I have long term girlfriends...who surprise surprise...he doesn't like.
doesn't like the phone.
does crosswords a lot.
doesn't like any new experiences.
sounds a bit negative really.

is a bit of a "nice guy" outside, smiles at dogs/children and women shop assistants, but doesn't really like anyone coming to our house.
gets stressed and always...yes always...causes an argument before they come...then is okay..and is cheerful.
only I see the morose side of him.
maybe the car issue is the tip of the iceberg?

OP posts:
KatieKaye · 02/04/2015 18:48

Tell him you drive because you want to.
And because you can. Which is lucky because he can't drive at the moment!

Does the car belong to both of you? If so, he can't dictate to you in this fashion. And he shouldn't be dictating to you anyway.

He sounds controlling and you are giving off vibes that there is some deep seated unhappiness within you.

Not having family can suck, but good friends can be there for you too, if you let the. It was actually my best friend who got me through my divorce. Can you talk to a friend about how you feel?

icelollycraving · 02/04/2015 18:54

God he sounds like my husband (aside from the driving bit,just the being a misery guts).

EveBoswell · 02/04/2015 19:17

Carry on driving. I had 8 years of no driving and was reluctant to take it up again.

But I had to so I did. I forked out for refresher 'lessons' and got there. It would be cheaper for you to carry on as you are.

As for your husband, heart attack or not, he sounds controlling. My Ex was the same with his car. I was on the PTA Committee but had to give it up because he didn't like my using 'his' car. His current wife is in the same boat ....

Keep driving.

needssomehelpplz · 02/04/2015 19:23

thank you for your replies.
I do intend to continue driving.
only one major problem.
I can't afford to get my own car, but as we live in a small village it is necessary.
we are still not talking/arguing in separate measure.
I am confident in driving..and experienced...it just freaks me out with him in the passenger seat, making noises and mind that, and look out for that.
yes, I still feel like running away, or even walking slowly!
yes, he is obsessive re the car, always has been, but I always had my own, then thought why have two sitting there, when we only need one.
my fault I guess.
be glad when I go to sleep tonight.

OP posts:
KatieKaye · 02/04/2015 19:54

I hope you sleep well tonight.
Can you contact a friend and meet up over the weekend? Just so you can get out of the house and have some time and space away from your husband? If you can talk about the situation you might feel better to have it out in the open.

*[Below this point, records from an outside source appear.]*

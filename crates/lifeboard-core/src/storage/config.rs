//! TOML-based application configuration.
//!
//! Stores:
//! - AI service settings (credential, endpoint, models, timeout)
//! - Coach settings (welcome message)
//!
//! Configuration is stored at `<data_dir>/config.toml`. The API key may also
//! come from the `GEMINI_API_KEY` or `API_KEY` environment variables, which
//! take precedence over the file.

use serde::{Deserialize, Serialize};
use std::path::PathBuf;

use super::data_dir;
use crate::error::{ConfigError, Result};

const CONFIG_FILE: &str = "config.toml";
const API_KEY_ENV_VARS: [&str; 2] = ["GEMINI_API_KEY", "API_KEY"];

/// Text-generation service configuration.
#[derive(Debug, Clone, PartialEq, Serialize, Deserialize)]
pub struct AiConfig {
    /// Empty means "not configured".
    #[serde(default)]
    pub api_key: String,
    #[serde(default = "default_base_url")]
    pub base_url: String,
    #[serde(default = "default_chat_model")]
    pub chat_model: String,
    #[serde(default = "default_breakdown_model")]
    pub breakdown_model: String,
    #[serde(default = "default_timeout_secs")]
    pub timeout_secs: u64,
}

/// Coach configuration.
#[derive(Debug, Clone, PartialEq, Serialize, Deserialize)]
pub struct CoachConfig {
    #[serde(default = "default_welcome_message")]
    pub welcome_message: String,
}

/// Application configuration.
///
/// Serialized to/from TOML at `<data_dir>/config.toml`.
#[derive(Debug, Clone, Default, PartialEq, Serialize, Deserialize)]
pub struct Config {
    #[serde(default)]
    pub ai: AiConfig,
    #[serde(default)]
    pub coach: CoachConfig,
}

// Default functions
fn default_base_url() -> String {
    "https://generativelanguage.googleapis.com".into()
}
fn default_chat_model() -> String {
    "gemini-3-flash-preview".into()
}
fn default_breakdown_model() -> String {
    "gemini-3-pro-preview".into()
}
fn default_timeout_secs() -> u64 {
    30
}
fn default_welcome_message() -> String {
    "Hello! I'm your productivity coach. How are you feeling about your goals today?".into()
}

impl Default for AiConfig {
    fn default() -> Self {
        Self {
            api_key: String::new(),
            base_url: default_base_url(),
            chat_model: default_chat_model(),
            breakdown_model: default_breakdown_model(),
            timeout_secs: default_timeout_secs(),
        }
    }
}

impl Default for CoachConfig {
    fn default() -> Self {
        Self {
            welcome_message: default_welcome_message(),
        }
    }
}

impl AiConfig {
    /// The credential to use, environment first. `None` when unset or blank.
    pub fn resolved_api_key(&self) -> Option<String> {
        let from_env = API_KEY_ENV_VARS
            .iter()
            .filter_map(|var| std::env::var(var).ok())
            .find(|v| !v.trim().is_empty());
        from_env.or_else(|| {
            let key = self.api_key.trim();
            (!key.is_empty()).then(|| key.to_string())
        })
    }
}

impl Config {
    fn get_json_value_by_path<'a>(
        root: &'a serde_json::Value,
        key: &str,
    ) -> Option<&'a serde_json::Value> {
        if key.is_empty() {
            return None;
        }

        let mut current = root;
        for part in key.split('.') {
            current = current.get(part)?;
        }
        Some(current)
    }

    fn set_json_value_by_path(
        root: &mut serde_json::Value,
        key: &str,
        value: &str,
    ) -> Result<(), ConfigError> {
        let unknown = || ConfigError::UnknownKey(key.to_string());
        let invalid = |message: String| ConfigError::InvalidValue {
            key: key.to_string(),
            message,
        };

        let mut parts = key.split('.').peekable();
        if key.is_empty() {
            return Err(unknown());
        }

        let mut current = root;
        while let Some(part) = parts.next() {
            if parts.peek().is_none() {
                let obj = current.as_object_mut().ok_or_else(unknown)?;
                let existing = obj.get(part).ok_or_else(unknown)?;

                let new_value = match existing {
                    serde_json::Value::Bool(_) => serde_json::Value::Bool(
                        value.parse::<bool>().map_err(|e| invalid(e.to_string()))?,
                    ),
                    serde_json::Value::Number(_) => value
                        .parse::<u64>()
                        .map(|n| serde_json::Value::Number(n.into()))
                        .map_err(|_| invalid(format!("cannot parse '{value}' as number")))?,
                    serde_json::Value::Object(_) | serde_json::Value::Array(_) => {
                        return Err(invalid("cannot replace a whole section".into()));
                    }
                    _ => serde_json::Value::String(value.into()),
                };

                obj.insert(part.to_string(), new_value);
                return Ok(());
            }

            current = current.get_mut(part).ok_or_else(unknown)?;
        }

        Err(unknown())
    }

    pub fn path() -> Result<PathBuf> {
        Ok(data_dir()?.join(CONFIG_FILE))
    }

    /// Load from disk, writing the defaults on first run.
    ///
    /// # Errors
    ///
    /// Returns an error if the config file exists but cannot be parsed,
    /// or if the default config cannot be written to disk.
    pub fn load() -> Result<Self> {
        let path = Self::path()?;
        match std::fs::read_to_string(&path) {
            Ok(content) => toml::from_str(&content).map_err(|e| {
                ConfigError::LoadFailed {
                    path,
                    message: e.to_string(),
                }
                .into()
            }),
            Err(e) if e.kind() == std::io::ErrorKind::NotFound => {
                let cfg = Self::default();
                cfg.save()?;
                Ok(cfg)
            }
            Err(e) => Err(ConfigError::LoadFailed {
                path,
                message: e.to_string(),
            }
            .into()),
        }
    }

    /// Persist to disk.
    ///
    /// # Errors
    ///
    /// Returns an error if the config cannot be serialized or written to disk.
    pub fn save(&self) -> Result<()> {
        let path = Self::path()?;
        let save_failed = |message: String| ConfigError::SaveFailed {
            path: path.clone(),
            message,
        };
        let content = toml::to_string_pretty(self).map_err(|e| save_failed(e.to_string()))?;
        std::fs::write(&path, content).map_err(|e| save_failed(e.to_string()))?;
        Ok(())
    }

    /// Get a config value as string by dot-separated key.
    pub fn get(&self, key: &str) -> Option<String> {
        let json = serde_json::to_value(self).ok()?;
        let val = Self::get_json_value_by_path(&json, key)?;
        match val {
            serde_json::Value::String(s) => Some(s.clone()),
            other => Some(other.to_string()),
        }
    }

    /// Set a config value by key without saving.
    ///
    /// # Errors
    ///
    /// Returns an error if the key is unknown or the value cannot be parsed.
    pub fn apply(&mut self, key: &str, value: &str) -> Result<()> {
        let mut json = serde_json::to_value(&*self)?;
        Self::set_json_value_by_path(&mut json, key, value)?;
        *self = serde_json::from_value(json)?;
        Ok(())
    }

    /// Set a config value by key and persist.
    pub fn set(&mut self, key: &str, value: &str) -> Result<()> {
        self.apply(key, value)?;
        self.save()
    }

    /// Copy with the API key masked, for display.
    pub fn redacted(&self) -> Self {
        let mut cfg = self.clone();
        if !cfg.ai.api_key.is_empty() {
            cfg.ai.api_key = "********".into();
        }
        cfg
    }

    /// Load from disk, returning default on error.
    /// This is a convenience method that never fails.
    pub fn load_or_default() -> Self {
        Self::load().unwrap_or_else(|e| {
            tracing::warn!(error = %e, "falling back to default configuration");
            Self::default()
        })
    }
}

Totality22 · 02/04/2015 19:57

God I'd leave him at bloody home!!

KatieKaye · 02/04/2015 20:17

Maybe OP should take not-so-dear H for a nice trip into the country and then leave him at the side of the road!

(hope this image maybe gives you a small smile, OP)

Littlefluffyclouds81 · 02/04/2015 20:28

My empathic side thinks it must be hard for him to hand the driving over to you, if it's him that's always done it. He obviously loves that car and maybe he feels de masculinised having you drive him around.

The other side of me (which has the majority vote here) says shut the fuck up, you cantankerous old git.

You must have the patience of a saint.